Your task:
Every record that follows should be output exactly as it is given.

Start of Record excerpts

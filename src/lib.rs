//! geosonic follows a user around a city and lets them hear the buildings
//! nearby. Position and compass samples arrive from the device, buildings
//! within range (and optionally within a cone in front of the user) are
//! picked out of a GeoJSON dataset, and on request the selection is turned
//! into a timed sequence of notes: taller buildings sound higher and longer,
//! and what a building is used for picks the instrument.
//!
//! The pieces, leaves first:
//!
//! - [`pose`]: the [`PoseTracker`](pose::PoseTracker) filters jittery sensor
//!   samples down to meaningful pose changes.
//! - [`filter`]: measures distance and bearing to every building and keeps
//!   the ones the [`FilterPolicy`](filter::FilterPolicy) selects.
//! - [`sonify`] and [`scheduler`]: map the selection onto notes, and play
//!   them with at most one run live at a time.
//! - [`coordinator`]: owns all of the above and sequences them.
//!
//! Rendering, real sensor acquisition and sound synthesis happen elsewhere;
//! this crate talks to them through [`sensor::SensorBuffer`] and
//! [`scheduler::AudioSink`].

#![warn(missing_docs)]
pub mod args;
pub mod building;
pub mod config;
pub mod coordinator;
pub mod dummy_sensor;
pub mod error;
pub mod filter;
pub mod geo;
pub mod pose;
pub mod scheduler;
pub mod sensor;
pub mod sonify;
pub mod trace_decoder;
//! Picks the buildings that matter for the current pose.
//!
//! Every call is a full linear scan over the [`BuildingSet`]; nothing is
//! cached between poses. Selected buildings keep their dataset order.

use crate::building::{Building, BuildingSet};
use crate::geo::{bearing_deg, circular_diff_deg, haversine_km, Degree};
use crate::pose::Pose;
use serde::{Deserialize, Serialize};

/// Which buildings count as relevant.
#[derive(Debug, Clone, Copy, PartialEq, Deserialize, Serialize)]
#[serde(default)]
pub struct FilterPolicy {
    /// Buildings further than this are ignored
    pub radius_km: f64,
    /// Also require the building to be roughly in front of the user
    pub directional: bool,
    /// How far either side of the heading still counts as "in front"
    pub cone_half_width_deg: Degree,
}

impl Default for FilterPolicy {
    fn default() -> Self {
        Self {
            radius_km: 8.0,
            directional: false,
            cone_half_width_deg: 45.0,
        }
    }
}

/// A selected building, with where it is relative to the user.
#[derive(Debug, Clone, PartialEq)]
pub struct FilteredBuilding {
    /// The building itself
    pub building: Building,
    /// Great-circle distance from the user
    pub distance_km: f64,
    /// Compass bearing from the user, in [0, 360)
    pub bearing_deg: Degree,
}

/// Measures every building against `pose` and keeps the ones `policy`
/// selects.
///
/// When the policy is directional but the pose has no heading, the cone test
/// passes everything and only the radius applies.
pub fn apply(pose: &Pose, buildings: &BuildingSet, policy: &FilterPolicy) -> Vec<FilteredBuilding> {
    let user = pose.position.coordinate;
    let heading = pose.heading.filter(|_| policy.directional).map(|h| h.degrees());

    buildings
        .iter()
        .filter_map(|building| {
            let at = building.location()?;
            let distance_km = haversine_km(user, at);
            if distance_km > policy.radius_km {
                return None;
            }

            let bearing_deg = bearing_deg(user, at);
            if let Some(heading) = heading {
                if circular_diff_deg(bearing_deg, heading) > policy.cone_half_width_deg {
                    return None;
                }
            }

            Some(FilteredBuilding {
                building: building.clone(),
                distance_km,
                bearing_deg,
            })
        })
        .collect()
}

End of Record excerpts

Reply:
filename src/lib.rs
//! geosonic follows a user around a city and lets them hear the buildings
//! nearby. Position and compass samples arrive from the device, buildings
//! within range (and optionally within a cone in front of the user) are
//! picked out of a GeoJSON dataset, and on request the selection is turned
//! into a timed sequence of notes: taller buildings sound higher and longer,
//! and what a building is used for picks the instrument.
//!
//! The pieces, leaves first:
//!
//! - [`pose`]: the [`PoseTracker`](pose::PoseTracker) filters jittery sensor
//!   samples down to meaningful pose changes.
//! - [`filter`]: measures distance and bearing to every building and keeps
//!   the ones the [`FilterPolicy`](filter::FilterPolicy) selects.
//! - [`sonify`] and [`scheduler`]: map the selection onto notes, and play
//!   them with at most one run live at a time.
//! - [`coordinator`]: owns all of the above and sequences them.
//!
//! Rendering, real sensor acquisition and sound synthesis happen elsewhere;
//! this crate talks to them through [`sensor::SensorBuffer`] and
//! [`scheduler::AudioSink`].

#![warn(missing_docs)]
pub mod args;
pub mod building;
pub mod config;
pub mod coordinator;
pub mod dummy_sensor;
pub mod error;
pub mod filter;
pub mod geo;
pub mod pose;
pub mod scheduler;
pub mod sensor;
pub mod sonify;
pub mod trace_decoder;
//! Picks the buildings that matter for the current pose.
//!
//! Every call is a full linear scan over the [`BuildingSet`]; nothing is
//! cached between poses. Selected buildings keep their dataset order.

use crate::building::{Building, BuildingSet};
use crate::geo::{bearing_deg, circular_diff_deg, haversine_km, Degree};
use crate::pose::Pose;
use serde::{Deserialize, Serialize};

/// Which buildings count as relevant.
#[derive(Debug, Clone, Copy, PartialEq, Deserialize, Serialize)]
#[serde(default)]
pub struct FilterPolicy {
    /// Buildings further than this are ignored
    pub radius_km: f64,
    /// Also require the building to be roughly in front of the user
    pub directional: bool,
    /// How far either side of the heading still counts as "in front"
    pub cone_half_width_deg: Degree,
}

impl Default for FilterPolicy {
    fn default() -> Self {
        Self {
            radius_km: 8.0,
            directional: false,
            cone_half_width_deg: 45.0,
        }
    }
}

/// A selected building, with where it is relative to the user.
#[derive(Debug, Clone, PartialEq)]
pub struct FilteredBuilding {
    /// The building itself
    pub building: Building,
    /// Great-circle distance from the user
    pub distance_km: f64,
    /// Compass bearing from the user, in [0, 360)
    pub bearing_deg: Degree,
}

/// Measures every building against `pose` and keeps the ones `policy`
/// selects.
///
/// When the policy is directional but the pose has no heading, the cone test
/// passes everything and only the radius applies.
pub fn apply(pose: &Pose, buildings: &BuildingSet, policy: &FilterPolicy) -> Vec<FilteredBuilding> {
    let user = pose.position.coordinate;
    let heading = pose.heading.filter(|_| policy.directional).map(|h| h.degrees());

    buildings
        .iter()
        .filter_map(|building| {
            let at = building.location()?;
            let distance_km = haversine_km(user, at);
            if distance_km > policy.radius_km {
                return None;
            }

            let bearing_deg = bearing_deg(user, at);
            if let Some(heading) = heading {
                if circular_diff_deg(bearing_deg, heading) > policy.cone_half_width_deg {
                    return None;
                }
            }

            Some(FilteredBuilding {
                building: building.clone(),
                distance_km,
                bearing_deg,
            })
        })
        .collect()
}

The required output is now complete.